Bias was not alone; his 1986 draft class had several others whose careers were ruined by drugs like Roy Tarpley, Chris Washburn, William Bedford, and Pearl Washington. The aftermath of his sad passing was a bloody one; Driesell would be forced out as basketball coach. The conventional wisdom at the time was that Lefty was to bear some of the blame for not keeping up with his players away from the court. The Celtics lost the player who would have possibly prolonged Bird and McHale’s careers by a few seasons and kept them in the hunt for another championship or two. And the area I grew up lost its Lebron James; Bias was as close as one could have to gotten to that level at age 23 back in 1986. Imagine how Cleveland would have felt had James died in 2007 the same night he led the Cavaliers to victory in the Eastern Conference Finals.
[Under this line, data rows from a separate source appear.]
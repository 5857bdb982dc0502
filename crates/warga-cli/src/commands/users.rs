use anyhow::Result;
use chrono::NaiveDate;
use clap::{Args, Subcommand};
use inquire::Confirm;

use warga_auth::{register_account, NewAccount};
use warga_data::{Delete, Query, Retrieve, Role, Store, Update, User, UserFilter};

use crate::commands::today;
use crate::formatting::PrintFormatted;

#[derive(Subcommand, Debug)]
pub enum Users {
    /// Show a user
    #[clap(name = "show")]
    Show(ShowUser),
    /// List users
    #[clap(name = "list")]
    List(ListUsers),
    /// Register a user, the national id becomes the temporary password
    #[clap(name = "add")]
    Add(AddUser),
    /// Update a user
    #[clap(name = "set")]
    Update(UpdateUser),
    /// Delete a user and their payments
    #[clap(name = "delete")]
    Delete(DeleteUser),
    /// Show the payment summary of a user
    #[clap(name = "summary")]
    Summary(UserSummary),
}

impl Users {
    pub async fn run<DB: Store>(self, db: &DB) -> Result<()> {
        match self {
            Users::Show(cmd) => cmd.run(db).await,
            Users::List(cmd) => cmd.run(db).await,
            Users::Add(cmd) => cmd.run(db).await,
            Users::Update(cmd) => cmd.run(db).await,
            Users::Delete(cmd) => cmd.run(db).await,
            Users::Summary(cmd) => cmd.run(db).await,
        }
    }
}

#[derive(Args, Debug)]
pub struct ShowUser {
    #[clap(short, long)]
    pub id: u32,
}

impl ShowUser {
    pub async fn run<DB: Store>(self, db: &DB) -> Result<()> {
        let user: User = db.retrieve(self.id).await?;
        println!();
        user.print_formatted();
        println!();
        Ok(())
    }
}

#[derive(Args, Debug)]
pub struct ListUsers {
    #[clap(short, long)]
    pub id: Option<u32>,
    #[clap(short, long)]
    pub name: Option<String>,
    #[clap(short, long)]
    pub email: Option<String>,
    #[clap(short, long)]
    pub role: Option<Role>,
    /// Only accounts with failed logins or a lock
    #[clap(long)]
    pub locked: bool,
}

impl ListUsers {
    /// Run the command and list users
    pub async fn run<DB: Store>(self, db: &DB) -> Result<()> {
        let filter = UserFilter {
            id: self.id,
            name: self.name,
            email: self.email,
            role: self.role,
            locked: if self.locked { Some(true) } else { None },
            ..Default::default()
        };

        let users: Vec<User> = db.query(&filter).await?;
        println!("{} users.", users.len());
        users.print_formatted();

        Ok(())
    }
}

#[derive(Args, Debug)]
pub struct AddUser {
    #[clap(short, long)]
    pub name: String,
    #[clap(short, long)]
    pub email: String,
    #[clap(long)]
    pub national_id: String,
    #[clap(short, long, default_value = "")]
    pub phone: String,
    #[clap(short, long, default_value = "")]
    pub address: String,
    #[clap(long, default_value = "")]
    pub house_number: String,
    #[clap(short, long, default_value_t = Role::Member)]
    pub role: Role,
    #[clap(long)]
    pub membership_date: Option<NaiveDate>,
}

impl AddUser {
    /// Run the command and register the user
    pub async fn run<DB: Store>(self, db: &DB) -> Result<()> {
        let account = NewAccount {
            name: self.name,
            email: self.email,
            phone: self.phone,
            national_id: self.national_id,
            address: self.address,
            house_number: self.house_number,
            role: self.role,
            membership_date: self.membership_date.unwrap_or_else(today),
        };

        println!();
        account.print_formatted();
        println!();
        let confirm = Confirm::new("Add user?").with_default(true);
        if !confirm.prompt()? {
            return Ok(());
        }

        let user = register_account(db, account).await?;
        println!("User added with id {}.", user.id);
        println!("The national id is the temporary password.");

        Ok(())
    }
}

#[derive(Args, Debug)]
pub struct UpdateUser {
    #[clap(short, long)]
    pub id: u32,
    #[clap(short, long)]
    pub name: Option<String>,
    #[clap(short, long)]
    pub email: Option<String>,
    #[clap(short, long)]
    pub phone: Option<String>,
    #[clap(long)]
    pub national_id: Option<String>,
    #[clap(short, long)]
    pub address: Option<String>,
    #[clap(long)]
    pub house_number: Option<String>,
    #[clap(short, long)]
    pub role: Option<Role>,
    #[clap(long)]
    pub active: Option<bool>,
    #[clap(long)]
    pub membership_date: Option<NaiveDate>,
}

impl UpdateUser {
    /// Run command and update a user
    pub async fn run<DB: Store>(self, db: &DB) -> Result<()> {
        let user: User = db.retrieve(self.id).await?;
        let mut update = user.clone();

        if let Some(name) = self.name {
            update.name = name;
        }
        if let Some(email) = self.email {
            update.email = email.trim().to_lowercase();
        }
        if let Some(phone) = self.phone {
            update.phone = phone;
        }
        if let Some(national_id) = self.national_id {
            update.national_id = national_id;
        }
        if let Some(address) = self.address {
            update.address = address;
        }
        if let Some(house_number) = self.house_number {
            update.house_number = house_number;
        }
        if let Some(role) = self.role {
            update.role = role;
        }
        if let Some(active) = self.active {
            update.active = active;
        }
        if let Some(membership_date) = self.membership_date {
            update.membership_date = membership_date;
        }

        println!();
        (user, update.clone()).print_formatted();
        println!();
        let confirm = Confirm::new("Update user?").with_default(true);
        if !confirm.prompt()? {
            return Ok(());
        }

        db.update(update).await?;
        Ok(())
    }
}

#[derive(Args, Debug)]
pub struct DeleteUser {
    #[clap(short, long)]
    pub id: u32,
}

impl DeleteUser {
    pub async fn run<DB: Store>(self, db: &DB) -> Result<()> {
        let user: User = db.retrieve(self.id).await?;
        println!();
        user.print_formatted();
        println!();
        let confirm =
            Confirm::new("Delete user and all their payments?").with_default(false);
        if !confirm.prompt()? {
            return Ok(());
        }
        db.delete(user).await?;
        Ok(())
    }
}

#[derive(Args, Debug)]
pub struct UserSummary {
    #[clap(short, long)]
    pub id: u32,
}

impl UserSummary {
    pub async fn run<DB: Store>(self, db: &DB) -> Result<()> {
        let user: User = db.retrieve(self.id).await?;
        let payments = user.get_payments(db).await?;
        println!("{} <{}>", user.name, user.email);
        println!();
        payments.print_formatted();
        println!();
        warga_data::PaymentSummary::from_payments(&payments).print_formatted();
        Ok(())
    }
}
That’s how we felt.
To a lot of you reading this. Len Bias is just a name from history, a cautionary tale of a man you never saw and only heard of. He probably sounds like more of a hype job than a reality. But I’m here to tell you that he was real, and the words you hear from the 30-and-over crowd aren’t a bunch of hyperbole. They’re for real, and so was he. Bias would be 48 this year. his career would have ended at least ten years ago along with the Patrick Ewings and Charles Barkleys of the world. We don’t know if he would have been as good as them; he may have been no more than just a good pro player. He may be working in the studio now, or maybe even taking over for Gary Williams as the head coach of his alma mater. So many possibilities, and so much sorrow. We remember you Len, and we still miss you.